Turkey lifted a ban on women wearing the Islamic head scarf in state institutions on Tuesday, ending a decades-old restriction as part of a package of reforms meant to bolster democracy.
The ban, whose roots date back almost 90 years to the early days of the Turkish Republic, has kept many women from joining the public work force, but secularists see its abolition as evidence of the government pushing an Islamic agenda.
The new rules, which will not apply to the judiciary or the military, were published in the Official Gazette and take immediate effect in the majority Muslim but constitutionally secular nation.
"A regulation that formally intervened in freedom of clothing and lifestyle - a source of inequality, discrimination and injustice among our people - has become history," Deputy Prime Minister Bekir Bozdag said on his Twitter account.
The debate around the head scarf goes to the heart of tensions between religious and secular elites, a major fault line in Turkish public life.
Critics of Prime Minister Tayyip Erdogan see his Islamist-rooted AK Party as seeking to erode the secular foundations of the republic founded on the ruins of an Ottoman theocracy by Mustafa Kemal Ataturk in 1923.
Erdogan's supporters, particularly in the country's conservative Anatolian heartlands, say he is simply redressing the balance and restoring freedom of religious expression to a Muslim majority.
The lifting of the ban, based on a cabinet decree from 1925 when Ataturk introduced a series of clothing reforms meant to banish overt symbols of religious affiliation for civil servants, is part of a "democratization package" unveiled by Erdogan last week.

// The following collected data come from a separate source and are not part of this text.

use super::inventory::Unit;
use super::command;
use crate::config::ResolvedConfig;
use crate::error::{BuildError, PathRole, Result};
use colored::*;
use serde_json::json;
use std::fs;
use std::path::{Path, PathBuf};

pub const COMPILE_COMMANDS_FILE: &str = "compile_commands.json";

// --- Helper: Required Directories ---
pub fn check_required_dirs(config: &ResolvedConfig) -> Result<()> {
    let required = [
        (PathRole::Src, &config.src_dir),
        (PathRole::Include, &config.include_dir),
        (PathRole::Lib, &config.lib_dir),
    ];
    for (role, path) in required {
        if !path.is_dir() {
            return Err(BuildError::RequiredDirectoryMissing {
                role,
                path: path.clone(),
            });
        }
    }
    Ok(())
}

// --- Helper: Create Output Directory ---
/// Returns whether the directory had to be created.
pub fn ensure_dir(label: &str, path: &Path) -> Result<bool> {
    if path.is_dir() {
        return Ok(false);
    }
    println!(
        "{} [{}] {} directory not found",
        "!".yellow(),
        label,
        path.display()
    );
    fs::create_dir_all(path).map_err(|source| BuildError::CreateDir {
        path: path.to_path_buf(),
        source,
    })?;
    println!("   {} {} path created", "✓".green(), label);
    Ok(true)
}

/// `path` relative to the project root when it lives under it.
pub fn display_path<'a>(config: &ResolvedConfig, path: &'a Path) -> std::path::Display<'a> {
    path.strip_prefix(&config.root).unwrap_or(path).display()
}

// --- Helper: compile_commands.json ---
pub fn write_compile_commands(config: &ResolvedConfig, units: &[Unit]) -> Result<PathBuf> {
    let directory = config.root.to_string_lossy().to_string();
    let entries: Vec<serde_json::Value> = units
        .iter()
        .map(|unit| {
            json!({
                "directory": directory,
                "arguments": command::compile_command(config, unit).to_argv(),
                "file": unit.source.to_string_lossy(),
                "output": unit.artifact.to_string_lossy(),
            })
        })
        .collect();

    let json_str = serde_json::to_string_pretty(&entries)
        .map_err(|e| BuildError::CompileCommands(e.to_string()))?;
    let path = config.root.join(COMPILE_COMMANDS_FILE);
    fs::write(&path, json_str).map_err(|e| BuildError::CompileCommands(e.to_string()))?;
    Ok(path)
}
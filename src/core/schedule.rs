//! Cooperative task scheduling.
//!
//! Everything runs on one thread. A [`Scheduler`] hands out cancellable
//! timeouts and animation-frame callbacks; the browser implementation lives
//! in `utils::scheduler`, and [`ManualScheduler`] drives a virtual clock in
//! tests.

use std::cell::Cell;
use std::rc::Rc;
use std::time::Duration;

/// A deferred unit of work.
pub type Task = Box<dyn FnOnce()>;

/// Opaque handle to a scheduled task.
#[derive(Debug, Clone, Copy, PartialEq, Eq, Hash)]
pub struct TaskHandle(pub(crate) u64);

/// Source of deferred execution.
pub trait Scheduler {
    /// Runs `task` once after `delay`.
    fn set_timeout(&self, delay: Duration, task: Task) -> TaskHandle;

    /// Runs `task` before the next repaint.
    fn request_frame(&self, task: Task) -> TaskHandle;

    /// Cancels a pending task. Cancelling a finished task is a no-op.
    fn cancel(&self, handle: TaskHandle);
}

// ============================================================================
// Debouncer
// ============================================================================

/// Runs only the most recent call once no new call arrives for `wait`.
pub struct Debouncer<S: Scheduler> {
    scheduler: S,
    wait: Duration,
    pending: Rc<Cell<Option<TaskHandle>>>,
}

impl<S: Scheduler> Debouncer<S> {
    pub fn new(scheduler: S, wait: Duration) -> Self {
        Self {
            scheduler,
            wait,
            pending: Rc::new(Cell::new(None)),
        }
    }

    /// Replaces any pending call with `task`.
    pub fn call(&self, task: impl FnOnce() + 'static) {
        if let Some(handle) = self.pending.take() {
            self.scheduler.cancel(handle);
        }
        let pending = Rc::clone(&self.pending);
        let handle = self.scheduler.set_timeout(
            self.wait,
            Box::new(move || {
                pending.set(None);
                task();
            }),
        );
        self.pending.set(Some(handle));
    }

    pub fn is_pending(&self) -> bool {
        self.pending.get().is_some()
    }
}

// ============================================================================
// FrameThrottle
// ============================================================================

/// Coalesces calls into at most one run per animation frame.
///
/// Each call cancels the pending frame callback and requests a new one, so
/// the last task submitted before the frame wins.
pub struct FrameThrottle<S: Scheduler> {
    scheduler: S,
    pending: Rc<Cell<Option<TaskHandle>>>,
}

impl<S: Scheduler> FrameThrottle<S> {
    pub fn new(scheduler: S) -> Self {
        Self {
            scheduler,
            pending: Rc::new(Cell::new(None)),
        }
    }

    pub fn call(&self, task: impl FnOnce() + 'static) {
        if let Some(handle) = self.pending.take() {
            self.scheduler.cancel(handle);
        }
        let pending = Rc::clone(&self.pending);
        let handle = self.scheduler.request_frame(Box::new(move || {
            pending.set(None);
            task();
        }));
        self.pending.set(Some(handle));
    }

    pub fn is_pending(&self) -> bool {
        self.pending.get().is_some()
    }
}

// ============================================================================
// ManualScheduler
// ============================================================================

#[cfg(any(test, feature = "mock"))]
pub use manual::ManualScheduler;

#[cfg(any(test, feature = "mock"))]
mod manual {
    use std::cell::RefCell;
    use std::rc::Rc;
    use std::time::Duration;

    use super::{Scheduler, Task, TaskHandle};

    struct Timer {
        due_ms: u64,
        handle: TaskHandle,
        task: Task,
    }

    #[derive(Default)]
    struct Inner {
        now_ms: u64,
        next_id: u64,
        timers: Vec<Timer>,
        frames: Vec<(TaskHandle, Task)>,
    }

    /// Virtual-clock scheduler for tests.
    ///
    /// Timeouts run when [`advance`](Self::advance) moves the clock past
    /// their due time, in due order (ties in scheduling order). Frame
    /// callbacks run on [`run_frame`](Self::run_frame).
    #[derive(Clone, Default)]
    pub struct ManualScheduler {
        inner: Rc<RefCell<Inner>>,
    }

    impl ManualScheduler {
        pub fn new() -> Self {
            Self::default()
        }

        pub fn now_ms(&self) -> u64 {
            self.inner.borrow().now_ms
        }

        /// Number of pending timeouts.
        pub fn pending_timeouts(&self) -> usize {
            self.inner.borrow().timers.len()
        }

        /// Number of pending frame callbacks.
        pub fn pending_frames(&self) -> usize {
            self.inner.borrow().frames.len()
        }

        /// Moves the clock forward, running every timeout that becomes due.
        ///
        /// Tasks scheduled by running tasks also run if they fall due within
        /// the window.
        pub fn advance(&self, ms: u64) {
            let target = self.inner.borrow().now_ms + ms;
            loop {
                let next = {
                    let mut inner = self.inner.borrow_mut();
                    let position = inner
                        .timers
                        .iter()
                        .enumerate()
                        .filter(|(_, t)| t.due_ms <= target)
                        .min_by_key(|(_, t)| (t.due_ms, t.handle.0))
                        .map(|(i, _)| i);
                    position.map(|i| {
                        let timer = inner.timers.remove(i);
                        inner.now_ms = inner.now_ms.max(timer.due_ms);
                        timer.task
                    })
                };
                match next {
                    Some(task) => task(),
                    None => break,
                }
            }
            self.inner.borrow_mut().now_ms = target;
        }

        /// Runs every frame callback requested before this call.
        pub fn run_frame(&self) {
            let frames = std::mem::take(&mut self.inner.borrow_mut().frames);
            for (_, task) in frames {
                task();
            }
        }

        fn next_handle(inner: &mut Inner) -> TaskHandle {
            inner.next_id += 1;
            TaskHandle(inner.next_id)
        }
    }

    impl Scheduler for ManualScheduler {
        fn set_timeout(&self, delay: Duration, task: Task) -> TaskHandle {
            let mut inner = self.inner.borrow_mut();
            let handle = Self::next_handle(&mut inner);
            let due_ms = inner.now_ms + delay.as_millis() as u64;
            inner.timers.push(Timer {
                due_ms,
                handle,
                task,
            });
            handle
        }

        fn request_frame(&self, task: Task) -> TaskHandle {
            let mut inner = self.inner.borrow_mut();
            let handle = Self::next_handle(&mut inner);
            inner.frames.push((handle, task));
            handle
        }

        fn cancel(&self, handle: TaskHandle) {
            let mut inner = self.inner.borrow_mut();
            inner.timers.retain(|t| t.handle != handle);
            inner.frames.retain(|(h, _)| *h != handle);
        }
    }
}

#[cfg(test)]
mod tests {
    use std::cell::RefCell;

    use super::*;

    #[test]
    fn test_manual_timeouts_run_in_due_order() {
        let scheduler = ManualScheduler::new();
        let log = Rc::new(RefCell::new(Vec::new()));

        for (delay, tag) in [(30, "c"), (10, "a"), (20, "b")] {
            let log = Rc::clone(&log);
            scheduler.set_timeout(
                Duration::from_millis(delay),
                Box::new(move || log.borrow_mut().push(tag)),
            );
        }

        scheduler.advance(15);
        assert_eq!(*log.borrow(), vec!["a"]);
        scheduler.advance(100);
        assert_eq!(*log.borrow(), vec!["a", "b", "c"]);
        assert_eq!(scheduler.now_ms(), 115);
    }

    #[test]
    fn test_manual_cancel() {
        let scheduler = ManualScheduler::new();
        let ran = Rc::new(Cell::new(false));
        let flag = Rc::clone(&ran);
        let handle = scheduler.set_timeout(
            Duration::from_millis(5),
            Box::new(move || flag.set(true)),
        );
        scheduler.cancel(handle);
        scheduler.advance(10);
        assert!(!ran.get());
        assert_eq!(scheduler.pending_timeouts(), 0);
    }

    #[test]
    fn test_debouncer_runs_last_call_once() {
        let scheduler = ManualScheduler::new();
        let debouncer = Debouncer::new(scheduler.clone(), Duration::from_millis(250));
        let runs = Rc::new(RefCell::new(Vec::new()));

        for i in 0..5 {
            let runs = Rc::clone(&runs);
            debouncer.call(move || runs.borrow_mut().push(i));
            scheduler.advance(50);
        }
        assert!(debouncer.is_pending());
        assert!(runs.borrow().is_empty());

        scheduler.advance(250);
        assert_eq!(*runs.borrow(), vec![4]);
        assert!(!debouncer.is_pending());
    }

    #[test]
    fn test_debouncer_separate_windows() {
        let scheduler = ManualScheduler::new();
        let debouncer = Debouncer::new(scheduler.clone(), Duration::from_millis(250));
        let count = Rc::new(Cell::new(0));

        for _ in 0..2 {
            let count = Rc::clone(&count);
            debouncer.call(move || count.set(count.get() + 1));
            scheduler.advance(300);
        }
        assert_eq!(count.get(), 2);
    }

    #[test]
    fn test_frame_throttle_coalesces() {
        let scheduler = ManualScheduler::new();
        let throttle = FrameThrottle::new(scheduler.clone());
        let count = Rc::new(Cell::new(0));

        for _ in 0..10 {
            let count = Rc::clone(&count);
            throttle.call(move || count.set(count.get() + 1));
        }
        assert_eq!(scheduler.pending_frames(), 1);

        scheduler.run_frame();
        assert_eq!(count.get(), 1);
        assert!(!throttle.is_pending());

        scheduler.run_frame();
        assert_eq!(count.get(), 1);
    }
}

The reform program - in large part aimed at bolstering the rights of Turkey's Kurdish community - included changes to the electoral system, the broadening of language rights and permission for villages to use their original Kurdish names.
An end to state primary school children reciting the oath of national allegiance at the start of each week, a deeply nationalistic vow, also took effect on Tuesday.